Many beds in the ICU are occupied by dead people. The only thing separating them from the morgue in the basement is a ventilator, balloon pumps, medications to keep blood pressure up, dialysis machines, defibrillators, fluids, blood products, and a crash cart. The thing is, death is temporarily optional in most situations. If your heart stops, we can start it. Lungs don't work? No problem. I can keep a body warm and a heart beating until family comes to discuss end of life care, but I have I saved them? No. Dead but with a living body, patients are suspended in a sort of physiologic purgatory until families indicate their last wishes.
And this is where the intensive care really happens. You place a patient on "comfort care" measures- morphine so they don't feel shortness of breath or pain. You take out the uncomfortable endotracheal tube and allow them to breathe on their own. Dialysis stops, feedings stop, medications are withdrawn. They die within minutes, hours, or days, with no discomfort. The loved ones are the people experiencing pain, not the patient. They are the ones that need to be updated daily on patient status, repeatedly explained prognosis and options to, and reassured that their loved one is not in pain and no, they couldn't have prevented it. Comfort care is for the patient. Intensive care is for the family.

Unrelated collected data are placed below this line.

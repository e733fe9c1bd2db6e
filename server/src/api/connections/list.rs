use crate::api::ErrorResponse;
use crate::auth::AuthUser;
use crate::db::DbPool;
use crate::get_conn;
use crate::models::Connection;
use crate::schema::connections;
use axum::{extract::State, http::StatusCode, response::IntoResponse, Json};
use chrono::{DateTime, Utc};
use diesel::prelude::*;
use serde::Serialize;
use std::sync::Arc;
use utoipa::ToSchema;
use uuid::Uuid;

#[derive(Debug, Clone, Serialize, ToSchema)]
#[serde(rename_all = "camelCase")]
pub struct ConnectionItem {
    pub id: Uuid,
    pub name: String,
    pub relationship: String,
    pub notes: Option<String>,
    pub created_at: DateTime<Utc>,
}

#[derive(Debug, Clone, Serialize, ToSchema)]
pub struct ConnectionListResponse {
    pub connections: Vec<ConnectionItem>,
}

#[utoipa::path(
    get,
    path = "/api/connections",
    tag = "connections",
    responses(
        (status = 200, description = "The user's connections, by name", body = ConnectionListResponse),
        (status = 401, description = "Unauthorized", body = ErrorResponse)
    ),
    security(("bearer_auth" = []))
)]
pub async fn list_connections(
    AuthUser(user): AuthUser,
    State(pool): State<Arc<DbPool>>,
) -> impl IntoResponse {
    let mut conn = get_conn!(pool);

    let rows: Vec<Connection> = match connections::table
        .filter(connections::user_id.eq(user.id))
        .filter(connections::deleted_at.is_null())
        .order(connections::name.asc())
        .select(Connection::as_select())
        .load(&mut conn)
    {
        Ok(rows) => rows,
        Err(e) => {
            tracing::error!("Failed to fetch connections: {}", e);
            return (
                StatusCode::INTERNAL_SERVER_ERROR,
                Json(ErrorResponse {
                    error: "Failed to fetch connections".to_string(),
                }),
            )
                .into_response();
        }
    };

    let connections = rows
        .into_iter()
        .map(|c| ConnectionItem {
            id: c.id,
            name: c.name,
            relationship: c.relationship,
            notes: c.notes,
            created_at: c.created_at,
        })
        .collect();

    (StatusCode::OK, Json(ConnectionListResponse { connections })).into_response()
}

Thus was my situation this afternoon. A patient brought in this morning, down for hours at home following a cardiac arrest. Minimally responsive, with a poor prognosis, the attending had a conference with the family to explain these things and let them know that we would watch him for 72 hours to get a better idea of his neurological status and possibility of recovery. That afternoon, the attending left to place a difficult central line, and the patient's oxygen dropped from 96 to 30, pressure dropped, pupils were dilated and nonreactive, no response to sternal rub- all signs of neurologic death and rapidly approaching cardiopulmonary death as well. Since he didn't have an end of life directive (at age 44, who would?), it needed to be ascertained quickly from his wife and daughter what their wishes were. And there was no other physician there. So, I put my big-girl coat on and was the physician, kneeling next to his wife, explaining his new signs and that a decision was needed more prematurely than we had anticipated. It was my first time explaining an impending death in order to get a DNR status, and it was an intensive experience for me to explain his deterioration, to say that the prognosis wouldn't change much despite more aggressive life support, and to try to help the family believe that his death wouldn't be their fault, even if they elected to turn off the ventilator. It was an intensive experience to look into this patient's eyes- glassy, fixed, and dilated, and know that even though I was watching his heartbeat on EKG, he wasn't alive.

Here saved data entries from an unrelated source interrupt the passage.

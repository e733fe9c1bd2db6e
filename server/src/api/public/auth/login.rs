use crate::api::ErrorResponse;
use crate::auth::{create_session, verify_password};
use crate::db::DbPool;
use crate::get_conn;
use crate::models::User;
use crate::schema::users;
use axum::{extract::State, http::StatusCode, response::IntoResponse, Json};
use diesel::prelude::*;
use serde::{Deserialize, Serialize};
use std::sync::Arc;
use utoipa::ToSchema;

#[derive(Debug, Clone, Deserialize, ToSchema)]
pub struct LoginRequest {
    #[serde(default)]
    pub email: String,
    #[serde(default)]
    pub password: String,
}

#[derive(Debug, Clone, Serialize, ToSchema)]
pub struct LoginResponse {
    pub token: String,
}

#[utoipa::path(
    post,
    path = "/api/auth/login",
    tag = "auth",
    request_body(content = LoginRequest, example = json!({"email": "sam@example.com", "password": "password123"})),
    responses(
        (status = 200, description = "Login successful", body = LoginResponse),
        (status = 401, description = "Invalid credentials", body = ErrorResponse)
    )
)]
pub async fn login(
    State(pool): State<Arc<DbPool>>,
    Json(req): Json<LoginRequest>,
) -> impl IntoResponse {
    let mut conn = get_conn!(pool);

    // Emails are stored lowercased at signup, so a lowercase lookup is
    // case-insensitive.
    let email = req.email.trim().to_lowercase();

    let user: User = match users::table
        .filter(users::email.eq(&email))
        .filter(users::deleted_at.is_null())
        .select(User::as_select())
        .first(&mut conn)
    {
        Ok(u) => u,
        Err(_) => {
            return (
                StatusCode::UNAUTHORIZED,
                Json(ErrorResponse {
                    error: "Invalid credentials".to_string(),
                }),
            )
                .into_response()
        }
    };

    if !verify_password(&req.password, &user.password_hash) {
        return (
            StatusCode::UNAUTHORIZED,
            Json(ErrorResponse {
                error: "Invalid credentials".to_string(),
            }),
        )
            .into_response();
    }

    let token = match create_session(&mut conn, user.id) {
        Ok(t) => t,
        Err(_) => {
            return (
                StatusCode::INTERNAL_SERVER_ERROR,
                Json(ErrorResponse {
                    error: "Failed to create session".to_string(),
                }),
            )
                .into_response()
        }
    };

    (StatusCode::OK, Json(LoginResponse { token })).into_response()
}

No matter what I go into, this rotation has great value not only in learning to think critically about many organ systems at once, but in developing finesse for talking with patients and their families about sensitive topics, including end of life care. It's good for me to see that a good outcome doesn't necessarily equal life. I am grateful to see that just because another treatment is out there doesn't mean it should be initiated. It's good for me to know that I am capable of having difficult conversations. I'm glad to be more exposed to and comfortable with death, accepting that it's a universal truth and that I as a physician can't change that truth. I know these realizations from the intensive care unit are reflective of the intensive process of becoming a doctor.